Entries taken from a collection
#[tokio::test]
async fn test_cached_balance_follows_latest_date() {
    let (_storage, mut ledger) = setup().await;
    ledger
        .reconcile("chk", jan(20), dec("300"), CheckpointType::Statement)
        .await
        .unwrap();
    ledger
        .reconcile("chk", jan(5), dec("50"), CheckpointType::Statement)
        .await
        .unwrap();

    let account = ledger.get_account("chk").await.unwrap().unwrap();
    assert_eq!(account.balance, dec("300"));
    assert_eq!(account.balance_date, Some(jan(20)));

    ledger
        .reconcile("chk", jan(20), dec("310"), CheckpointType::Statement)
        .await
        .unwrap();
    let account = ledger.get_account("chk").await.unwrap().unwrap();
    assert_eq!(account.balance, dec("310"));
}

#[tokio::test]
async fn test_statement_import_end_to_end() {
    let (storage, mut ledger) = setup().await;
    let statement = "\
NAVY FEDERAL CREDIT UNION
Statement Period 12/15/23 - 01/14/24
12/20 POS Debit 45.12 1,154.88
      WHOLE FOODS MKT #123
12/28 Deposit 1,200.00 2,354.88
Page 1 of 2
Continued on next page
01/03 Dividend 0.52 2,355.40
01/05 Withdrawal 200.00 2,155.40
01/09 Transfer To Savings 1,200.00 955.40
Ending Balance 955.40
";
    let key = RulesetKey::new(Institution::NavyFederal, AccountKind::Checking);

    let first = ledger
        .import_statement_into(statement, &key, "chk")
        .await
        .unwrap();
    assert_eq!(first.summary.imported_count, 5);
    assert_eq!(first.summary.min_date, NaiveDate::from_ymd_opt(2023, 12, 20));
    assert_eq!(first.end_date, jan(9));

    let second = ledger
        .import_statement_into(statement, &key, "chk")
        .await
        .unwrap();
    assert_eq!(second.summary.imported_count, 0);
    assert_eq!(second.summary.duplicate_count, 5);
    assert_eq!(storage.transaction_count().unwrap(), 5);

    let checkpoint = ledger
        .reconcile("chk", jan(14), dec("955.40"), CheckpointType::Statement)
        .await
        .unwrap();
    assert_eq!(adjustments_on(&storage, jan(14))[0].amount, dec("1200.00"));
    assert_valid(&ledger, checkpoint).await;

    let wrong = RulesetKey::new(Institution::Chase, AccountKind::Checking);
    assert!(matches!(
        ledger.import_statement(statement, &wrong, "chk").await,
        Err(LedgerError::UnrecognizedStatement(_))
    ));
}

#[tokio::test]
async fn test_custom_ruleset_from_json() {
    let json = r#"[{
        "key": {"institution": {"Custom": "Credit Union"}, "account_kind": "Savings"},
        "ruleset": {
            "name": "Credit union savings",
            "identifier": {"kind": "contains", "value": "Date|Memo|Debit|Credit"},
            "layout": {"mode": "delimited", "delimiter": "|", "header_rows": 1},
            "fields": {
                "date": {"column": "Date", "format": {"kind": "formats", "value": ["%Y-%m-%d"]}},
                "amount": {"kind": "debit_credit", "debit": "Debit", "credit": "Credit"},
                "description": ["Memo"]
            },
            "classifier": {
                "type_field": "Memo",
                "rules": [
                    {
                        "pattern": {"kind": "contains", "value": "interest"},
                        "transaction_type": "Interest"
                    },
                    {
                        "pattern": {"kind": "regex", "value": "^xfer"},
                        "transaction_type": "Transfer",
                        "category_id": "transfers"
                    }
                ],
                "fallback": "General"
            }
        }
    }]"#;

    let mut registry = RulesetRegistry::builtin();
    registry.load_json(json).unwrap();
    let mut ledger = Ledger::new(MemoryStorage::new()).with_registry(registry);
    ledger
        .create_account(
            "sav".to_string(),
            "user-1".to_string(),
            "Savings".to_string(),
            AccountKind::Savings,
            Currency::usd(),
        )
        .await
        .unwrap();

    let raw = "Date|Memo|Debit|Credit\n\
               2024-02-29|Interest paid||1.25\n\
               2024-03-01|XFER to checking|100.00|\n";
    let key = RulesetKey::new(
        Institution::Custom("Credit Union".to_string()),
        AccountKind::Savings,
    );
    let statement = ledger.import_statement(raw, &key, "sav").await.unwrap();

    assert_eq!(statement.transactions.len(), 2);
    assert_eq!(statement.transactions[0].transaction_type, TransactionType::Interest);
    assert_eq!(statement.transactions[0].amount, dec("1.25"));
    assert_eq!(statement.transactions[1].transaction_type, TransactionType::Transfer);
    assert_eq!(statement.transactions[1].amount, dec("-100"));
    assert_eq!(
        statement.transactions[1].category_id.as_deref(),
        Some("transfers")
    );
}

#[tokio::test]
async fn test_delete_account_cascades() {
    let (storage, mut ledger) = setup().await;
    ledger
        .import_batch("chk", vec![txn("a", jan(2), "9")], ImportOptions::default())
        .await
        .unwrap();
    let checkpoint = ledger
        .reconcile("chk", jan(3), dec("10"), CheckpointType::Manual)
        .await
        .unwrap();

    ledger.delete_account("chk").await.unwrap();

    assert!(ledger.get_account("chk").await.unwrap().is_none());
    assert_eq!(storage.transaction_count().unwrap(), 0);
    assert!(storage.get_checkpoint(&checkpoint.id).await.unwrap().is_none());
    assert!(matches!(
        ledger.reconcile("chk", jan(4), dec("1"), CheckpointType::Manual).await,
        Err(LedgerError::AccountNotFound(_))
    ));
}

#[tokio::test]
async fn test_enhanced_validators() {
    let mut ledger = Ledger::with_validators(
        MemoryStorage::new(),
        Box::new(EnhancedAccountValidator),
        Box::new(EnhancedTransactionValidator),
    );

    let bad_account = ledger
        .create_account(
            "bad id".to_string(),
            "user-1".to_string(),
            "Brokerage".to_string(),
            AccountKind::Brokerage,
            Currency::usd(),
        )
        .await;
    assert!(matches!(bad_account, Err(LedgerError::Validation(_))));

    ledger
        .create_account(
            "brk".to_string(),
            "user-1".to_string(),
            "Brokerage".to_string(),
            AccountKind::Brokerage,
            Currency::usd(),
        )
        .await
        .unwrap();

    let zero = TransactionBuilder::new("brk".to_string(), jan(2), dec("0"), "Nothing".to_string())
        .build()
        .unwrap();
    assert!(ledger.record_transaction(zero).await.is_err());

    let trade = TransactionBuilder::new("brk".to_string(), jan(2), dec("-481"), "Buy".to_string())
        .trade("VTI".to_string(), dec("2"), dec("240.50"))
        .build()
        .unwrap();
    let recorded = ledger.record_transaction(trade).await.unwrap();
    assert_eq!(recorded.user_id, "user-1");
}

#[test]
fn test_tokenizer_properties() {
    assert_eq!(
        tokenize(r#"a,"b,c","d""e""#, b','),
        vec![vec!["a".to_string(), "b,c".to_string(), "d\"e".to_string()]]
    );

    let fields: Vec<String> = ["01/05/2024", "COFFEE SHOP", "-4.50", ""]
        .iter()
        .map(|s| s.to_string())
        .collect();
    for delimiter in [b',', b';', b'\t', b'|'] {
        assert_eq!(tokenize(&join_row(&fields, delimiter), delimiter), vec![fields.clone()]);
    }
}
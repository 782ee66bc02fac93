//! Engine configuration

use serde::{Deserialize, Serialize};
use std::env;

/// Tunables shared by the import and reconciliation components
#[derive(Debug, Clone, PartialEq, Serialize, Deserialize)]
#[serde(default)]
pub struct EngineConfig {
    /// Description given to newly created adjustment transactions
    pub reconciliation_description: String,
    /// Appended to an adjustment's description when it is recomputed
    pub updated_suffix: String,
    /// Default for [`ImportOptions::skip_duplicates`](crate::import::ImportOptions)
    pub skip_duplicates: bool,
    /// How many of the most recent checkpoints are audited on read
    pub validation_window: usize,
}

impl Default for EngineConfig {
    fn default() -> Self {
        Self {
            reconciliation_description: "Balance reconciliation".to_string(),
            updated_suffix: "(Updated)".to_string(),
            skip_duplicates: true,
            validation_window: 10,
        }
    }
}

impl EngineConfig {
    /// Read overrides from `LEDGER_*` environment variables
    pub fn from_env() -> Self {
        let defaults = Self::default();
        Self {
            reconciliation_description: env::var("LEDGER_RECONCILIATION_DESCRIPTION")
                .unwrap_or(defaults.reconciliation_description),
            updated_suffix: env::var("LEDGER_UPDATED_SUFFIX").unwrap_or(defaults.updated_suffix),
            skip_duplicates: env::var("LEDGER_SKIP_DUPLICATES")
                .ok()
                .and_then(|s| s.parse().ok())
                .unwrap_or(defaults.skip_duplicates),
            validation_window: env::var("LEDGER_VALIDATION_WINDOW")
                .ok()
                .and_then(|s| s.parse().ok())
                .unwrap_or(defaults.validation_window),
        }
    }

    /// Description for an adjustment that replaces an earlier one
    pub fn updated_description(&self, previous: &str) -> String {
        if previous.ends_with(&self.updated_suffix) {
            previous.to_string()
        } else {
            format!("{} {}", previous, self.updated_suffix)
        }
    }
}

#[cfg(test)]
mod tests {
    use super::*;

    #[test]
    fn test_updated_suffix_is_not_repeated() {
        let config = EngineConfig::default();
        let once = config.updated_description("Balance reconciliation");
        assert_eq!(once, "Balance reconciliation (Updated)");
        assert_eq!(config.updated_description(&once), once);
    }

    #[test]
    fn test_partial_json_uses_defaults() {
        let config: EngineConfig = serde_json::from_str(r#"{"validation_window": 3}"#).unwrap();
        assert_eq!(config.validation_window, 3);
        assert!(config.skip_duplicates);
    }
}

◆ REQUIRED ACTION
State how many lines above contain the string "trade", with no other words.

◆ EXERCISE OUTPUT
3